Give the number of lines in the data below that contain "derive", and only that number.

Stored records
>>>
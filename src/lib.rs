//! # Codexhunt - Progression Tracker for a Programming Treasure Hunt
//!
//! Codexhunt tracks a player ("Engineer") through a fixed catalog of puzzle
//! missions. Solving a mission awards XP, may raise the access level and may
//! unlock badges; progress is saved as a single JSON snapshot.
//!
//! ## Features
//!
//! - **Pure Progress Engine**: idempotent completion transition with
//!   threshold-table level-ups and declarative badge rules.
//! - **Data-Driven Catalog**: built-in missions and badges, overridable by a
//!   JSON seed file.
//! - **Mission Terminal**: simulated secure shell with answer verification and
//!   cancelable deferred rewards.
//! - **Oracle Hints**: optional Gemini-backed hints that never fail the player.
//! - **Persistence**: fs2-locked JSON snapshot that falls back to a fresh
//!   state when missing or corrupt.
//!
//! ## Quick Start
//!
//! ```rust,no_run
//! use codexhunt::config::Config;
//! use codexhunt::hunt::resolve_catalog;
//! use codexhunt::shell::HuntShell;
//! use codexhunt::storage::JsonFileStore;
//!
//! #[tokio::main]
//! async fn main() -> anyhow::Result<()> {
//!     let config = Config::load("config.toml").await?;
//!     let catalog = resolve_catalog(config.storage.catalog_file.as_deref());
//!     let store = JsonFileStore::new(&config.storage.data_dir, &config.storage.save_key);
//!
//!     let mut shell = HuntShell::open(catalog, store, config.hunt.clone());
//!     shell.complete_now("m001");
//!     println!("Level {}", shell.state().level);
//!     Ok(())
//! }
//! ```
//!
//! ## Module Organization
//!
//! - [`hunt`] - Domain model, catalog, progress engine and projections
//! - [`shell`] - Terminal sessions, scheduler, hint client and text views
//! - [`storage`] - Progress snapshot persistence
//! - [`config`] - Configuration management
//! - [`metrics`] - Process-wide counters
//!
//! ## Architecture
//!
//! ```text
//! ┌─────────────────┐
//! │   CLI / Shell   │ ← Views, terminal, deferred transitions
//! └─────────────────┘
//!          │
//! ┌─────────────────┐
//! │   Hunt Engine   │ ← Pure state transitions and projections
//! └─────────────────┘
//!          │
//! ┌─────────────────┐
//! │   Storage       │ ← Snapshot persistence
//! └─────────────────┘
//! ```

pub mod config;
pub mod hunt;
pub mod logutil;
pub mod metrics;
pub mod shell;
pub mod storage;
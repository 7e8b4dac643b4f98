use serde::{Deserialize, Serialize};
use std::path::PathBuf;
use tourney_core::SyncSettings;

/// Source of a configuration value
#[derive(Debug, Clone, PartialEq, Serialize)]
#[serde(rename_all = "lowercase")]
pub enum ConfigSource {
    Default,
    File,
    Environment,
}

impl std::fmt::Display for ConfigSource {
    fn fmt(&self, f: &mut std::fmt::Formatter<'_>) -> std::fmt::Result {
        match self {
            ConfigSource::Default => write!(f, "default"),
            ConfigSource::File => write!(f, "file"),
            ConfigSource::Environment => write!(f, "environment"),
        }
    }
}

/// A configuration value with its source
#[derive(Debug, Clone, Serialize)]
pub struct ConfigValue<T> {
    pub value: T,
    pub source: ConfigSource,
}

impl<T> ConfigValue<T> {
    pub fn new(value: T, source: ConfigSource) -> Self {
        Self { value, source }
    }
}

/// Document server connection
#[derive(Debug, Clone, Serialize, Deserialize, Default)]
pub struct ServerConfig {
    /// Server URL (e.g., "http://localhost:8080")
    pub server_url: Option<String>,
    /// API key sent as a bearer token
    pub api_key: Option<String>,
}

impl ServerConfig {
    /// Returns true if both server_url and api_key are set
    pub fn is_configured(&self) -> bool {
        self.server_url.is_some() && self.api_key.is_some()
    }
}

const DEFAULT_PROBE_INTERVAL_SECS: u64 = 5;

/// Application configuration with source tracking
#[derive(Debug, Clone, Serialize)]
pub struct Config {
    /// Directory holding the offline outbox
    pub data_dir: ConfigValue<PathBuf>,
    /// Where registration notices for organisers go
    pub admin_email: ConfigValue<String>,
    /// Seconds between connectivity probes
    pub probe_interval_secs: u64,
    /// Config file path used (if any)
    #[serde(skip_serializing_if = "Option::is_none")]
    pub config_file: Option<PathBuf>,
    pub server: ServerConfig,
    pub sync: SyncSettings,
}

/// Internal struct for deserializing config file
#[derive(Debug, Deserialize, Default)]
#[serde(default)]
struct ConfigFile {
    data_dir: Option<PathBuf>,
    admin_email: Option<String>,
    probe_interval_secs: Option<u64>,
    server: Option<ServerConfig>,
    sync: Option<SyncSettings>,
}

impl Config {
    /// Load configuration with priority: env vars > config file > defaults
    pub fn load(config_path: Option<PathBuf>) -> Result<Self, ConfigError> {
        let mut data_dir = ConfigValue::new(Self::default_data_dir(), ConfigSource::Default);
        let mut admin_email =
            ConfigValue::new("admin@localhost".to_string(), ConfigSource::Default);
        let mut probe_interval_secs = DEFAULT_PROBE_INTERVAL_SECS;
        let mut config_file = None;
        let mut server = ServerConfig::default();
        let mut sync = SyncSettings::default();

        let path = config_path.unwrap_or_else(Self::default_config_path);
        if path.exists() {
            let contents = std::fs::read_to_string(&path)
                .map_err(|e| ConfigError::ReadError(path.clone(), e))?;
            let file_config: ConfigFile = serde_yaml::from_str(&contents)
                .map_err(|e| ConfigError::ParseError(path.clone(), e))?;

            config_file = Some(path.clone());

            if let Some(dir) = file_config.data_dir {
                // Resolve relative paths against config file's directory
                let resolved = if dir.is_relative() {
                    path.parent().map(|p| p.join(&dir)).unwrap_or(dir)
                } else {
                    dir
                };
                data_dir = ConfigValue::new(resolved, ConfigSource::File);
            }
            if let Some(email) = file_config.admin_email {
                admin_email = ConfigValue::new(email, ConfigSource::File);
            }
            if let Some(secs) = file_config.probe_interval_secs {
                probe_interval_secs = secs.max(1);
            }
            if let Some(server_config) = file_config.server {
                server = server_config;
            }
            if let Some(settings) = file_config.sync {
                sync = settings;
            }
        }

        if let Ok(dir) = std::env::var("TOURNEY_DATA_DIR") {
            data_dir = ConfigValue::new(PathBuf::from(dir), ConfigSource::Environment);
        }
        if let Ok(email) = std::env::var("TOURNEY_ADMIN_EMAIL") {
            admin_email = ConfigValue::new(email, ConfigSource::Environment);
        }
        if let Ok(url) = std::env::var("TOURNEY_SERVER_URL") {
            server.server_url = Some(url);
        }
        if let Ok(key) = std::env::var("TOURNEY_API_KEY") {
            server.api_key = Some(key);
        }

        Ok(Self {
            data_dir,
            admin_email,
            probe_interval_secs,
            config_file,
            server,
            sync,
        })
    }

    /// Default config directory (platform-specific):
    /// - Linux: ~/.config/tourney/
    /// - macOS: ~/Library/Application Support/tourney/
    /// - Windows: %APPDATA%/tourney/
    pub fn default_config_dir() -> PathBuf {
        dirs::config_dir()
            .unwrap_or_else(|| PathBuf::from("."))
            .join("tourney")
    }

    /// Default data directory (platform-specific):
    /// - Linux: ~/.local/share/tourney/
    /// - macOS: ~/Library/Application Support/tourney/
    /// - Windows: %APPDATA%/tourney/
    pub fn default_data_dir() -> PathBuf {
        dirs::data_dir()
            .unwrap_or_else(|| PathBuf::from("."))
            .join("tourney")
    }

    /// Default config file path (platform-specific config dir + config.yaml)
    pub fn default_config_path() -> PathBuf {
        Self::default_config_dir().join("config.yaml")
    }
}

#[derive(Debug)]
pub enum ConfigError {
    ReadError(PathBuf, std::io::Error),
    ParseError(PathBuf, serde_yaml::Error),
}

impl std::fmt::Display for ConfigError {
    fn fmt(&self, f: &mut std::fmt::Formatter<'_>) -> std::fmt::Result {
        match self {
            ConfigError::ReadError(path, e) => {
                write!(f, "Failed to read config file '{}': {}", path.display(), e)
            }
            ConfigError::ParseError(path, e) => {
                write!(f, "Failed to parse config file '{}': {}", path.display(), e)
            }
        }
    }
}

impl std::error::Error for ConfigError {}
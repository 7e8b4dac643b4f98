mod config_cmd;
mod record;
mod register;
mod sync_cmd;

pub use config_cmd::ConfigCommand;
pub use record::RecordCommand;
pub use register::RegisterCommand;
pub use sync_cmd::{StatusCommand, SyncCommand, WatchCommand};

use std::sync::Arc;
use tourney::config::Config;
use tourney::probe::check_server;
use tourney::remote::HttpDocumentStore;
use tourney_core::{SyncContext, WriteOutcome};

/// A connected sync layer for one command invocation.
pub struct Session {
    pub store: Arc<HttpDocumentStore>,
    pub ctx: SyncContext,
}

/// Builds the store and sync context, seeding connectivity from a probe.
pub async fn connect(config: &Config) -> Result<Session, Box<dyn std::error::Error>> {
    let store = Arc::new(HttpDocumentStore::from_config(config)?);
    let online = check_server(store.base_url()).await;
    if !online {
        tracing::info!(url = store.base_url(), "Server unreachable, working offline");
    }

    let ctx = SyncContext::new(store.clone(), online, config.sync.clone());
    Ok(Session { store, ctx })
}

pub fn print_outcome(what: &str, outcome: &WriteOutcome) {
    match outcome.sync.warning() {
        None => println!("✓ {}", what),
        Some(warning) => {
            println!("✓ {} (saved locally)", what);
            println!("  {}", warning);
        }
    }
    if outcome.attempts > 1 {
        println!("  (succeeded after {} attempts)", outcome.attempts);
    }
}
<<<
→ Task output: 6